[Work request]:
Go to the line in the entries below that holds "let p = if self.mirror" and repeat exactly from there through the line that holds "pub fn compose(&self, child: &Transform)", inclusive.

START Source records

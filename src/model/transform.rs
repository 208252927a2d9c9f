use serde::{Deserialize, Serialize};

use crate::geom::path::Path;
use crate::geom::point::Point;
use crate::geom::units::Angle;
use crate::geom::vtx;
use crate::model::layer::Layer;

// Placement of a library element on the board: mirror across the y axis
// first, then rotate counterclockwise, then translate. Rotation is exact
// for multiples of 90 degrees and falls back to floating point otherwise.
#[derive(Debug, Default, Copy, Clone, PartialEq, Eq, Serialize, Deserialize)]
pub struct Transform {
    pub position: Point,
    pub rotation: Angle,
    pub mirror: bool,
}

impl Transform {
    pub const fn new(position: Point, rotation: Angle, mirror: bool) -> Self {
        Self { position, rotation, mirror }
    }

    pub const fn identity() -> Self {
        Self { position: Point::zero(), rotation: Angle::ZERO, mirror: false }
    }

    pub fn apply(&self, p: Point) -> Point {
        let p = if self.mirror { Point::new(-p.x, p.y) } else { p };
        rotate(p, self.rotation) + self.position
    }

    pub fn apply_path(&self, path: &Path) -> Path {
        Path::new(
            path.vertices()
                .iter()
                .map(|v| {
                    let sweep = if self.mirror { -v.arc_sweep } else { v.arc_sweep };
                    vtx(self.apply(v.position), sweep)
                })
                .collect(),
        )
    }

    // Layer a local-side feature lands on once the element is placed.
    pub fn apply_layer(&self, layer: Layer) -> Layer {
        if self.mirror {
            layer.mirrored()
        } else {
            layer
        }
    }

    // Composition of a child placement (e.g. a pad in a footprint) with
    // this placement.
    pub fn compose(&self, child: &Transform) -> Transform {
        let rotation = if self.mirror { self.rotation - child.rotation } else { self.rotation + child.rotation };
        Transform {
            position: self.apply(child.position),
            rotation,
            mirror: self.mirror != child.mirror,
        }
    }
}

fn rotate(p: Point, a: Angle) -> Point {
    let quarters = a.normalized().to_mdeg() / 90_000;
    if a.is_multiple_of_90() {
        return match quarters {
            0 => p,
            1 => Point::new(-p.y, p.x),
            2 => Point::new(-p.x, -p.y),
            _ => Point::new(p.y, -p.x),
        };
    }
    // Float touchpoint: rotation by arbitrary angles has no exact integer
    // form; deterministic for a given input on all IEEE-754 targets.
    let (sin, cos) = a.to_rad().sin_cos();
    Point::from_f64(p.fx() * cos - p.fy() * sin, p.fx() * sin + p.fy() * cos)
}

#[cfg(test)]
mod tests {
    use super::*;
    use crate::geom::pt;

    #[test]
    fn test_exact_quarter_rotation() {
        let t = Transform::new(pt(1_000, 0), Angle::DEG_90, false);
        assert_eq!(t.apply(pt(100, 0)), pt(1_000, 100));
        let t = Transform::new(Point::zero(), Angle::DEG_270, false);
        assert_eq!(t.apply(pt(100, 0)), pt(0, -100));
    }

    #[test]
    fn test_mirror_before_rotation() {
        let t = Transform::new(Point::zero(), Angle::DEG_90, true);
        // (100, 0) mirrors to (-100, 0), then rotates to (0, -100).
        assert_eq!(t.apply(pt(100, 0)), pt(0, -100));
    }

    #[test]
    fn test_mirror_flips_arcs_and_layers() {
        let t = Transform::new(Point::zero(), Angle::ZERO, true);
        let p = Path::new(vec![vtx(pt(0, 0), Angle::DEG_90), vtx(pt(100, 100), Angle::ZERO)]);
        let m = t.apply_path(&p);
        assert_eq!(m.vertices()[0].arc_sweep, -Angle::DEG_90);
        assert_eq!(m.vertices()[1].position, pt(-100, 100));
        assert_eq!(t.apply_layer(Layer::TopCopper), Layer::BottomCopper);
    }

    #[test]
    fn test_float_rotation_rounds() {
        let t = Transform::new(Point::zero(), Angle::from_deg(45.0), false);
        let p = t.apply(pt(1_000_000, 0));
        assert_eq!(p, pt(707_107, 707_107));
    }
}
use std::sync::atomic::{AtomicBool, Ordering};
use std::sync::Arc;
use std::time::Instant;

use log::debug;

use crate::check::msg::CheckMessage;

// Injected capability for run feedback. All methods have no-op defaults so
// callers implement only what they present.
pub trait Reporter {
    fn started(&mut self) {}
    fn progress(&mut self, _percent: u8) {}
    fn status(&mut self, _text: &str) {}
    fn message(&mut self, _msg: &CheckMessage) {}
    fn finished(&mut self, _cancelled: bool) {}
}

#[derive(Debug, Default, Copy, Clone)]
pub struct NullReporter;

impl Reporter for NullReporter {}

// Forwards run feedback to the log facade.
#[derive(Debug, Default, Copy, Clone)]
pub struct LogReporter;

impl Reporter for LogReporter {
    fn started(&mut self) {
        debug!("design rule check started");
    }

    fn progress(&mut self, percent: u8) {
        debug!("progress: {percent}%");
    }

    fn status(&mut self, text: &str) {
        debug!("status: {text}");
    }

    fn message(&mut self, msg: &CheckMessage) {
        debug!("[{}] {}", msg.severity(), msg.message());
    }

    fn finished(&mut self, cancelled: bool) {
        debug!("design rule check finished (cancelled: {cancelled})");
    }
}

// Cooperative cancellation, observed between checks. A deadline behaves
// like cancellation once it passes.
#[derive(Debug, Default, Clone)]
pub struct CancelToken {
    flag: Arc<AtomicBool>,
    deadline: Option<Instant>,
}

impl CancelToken {
    pub fn new() -> Self {
        Self::default()
    }

    #[must_use]
    pub fn with_deadline(mut self, deadline: Instant) -> Self {
        self.deadline = Some(deadline);
        self
    }

    pub fn cancel(&self) {
        self.flag.store(true, Ordering::Relaxed);
    }

    pub fn is_cancelled(&self) -> bool {
        self.flag.load(Ordering::Relaxed)
            || self.deadline.is_some_and(|d| Instant::now() >= d)
    }
}

#[cfg(test)]
mod tests {
    use super::*;

    #[test]
    fn test_cancel_token() {
        let t = CancelToken::new();
        assert!(!t.is_cancelled());
        let t2 = t.clone();
        t2.cancel();
        assert!(t.is_cancelled());
    }

    #[test]
    fn test_deadline_behaves_like_cancellation() {
        let t = CancelToken::new().with_deadline(Instant::now());
        assert!(t.is_cancelled());
    }
}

END Source records

[Answer section]:
        let p = if self.mirror { Point::new(-p.x, p.y) } else { p };
        rotate(p, self.rotation) + self.position
    }

    pub fn apply_path(&self, path: &Path) -> Path {
        Path::new(
            path.vertices()
                .iter()
                .map(|v| {
                    let sweep = if self.mirror { -v.arc_sweep } else { v.arc_sweep };
                    vtx(self.apply(v.position), sweep)
                })
                .collect(),
        )
    }

    // Layer a local-side feature lands on once the element is placed.
    pub fn apply_layer(&self, layer: Layer) -> Layer {
        if self.mirror {
            layer.mirrored()
        } else {
            layer
        }
    }

    // Composition of a child placement (e.g. a pad in a footprint) with
    // this placement.
    pub fn compose(&self, child: &Transform) -> Transform {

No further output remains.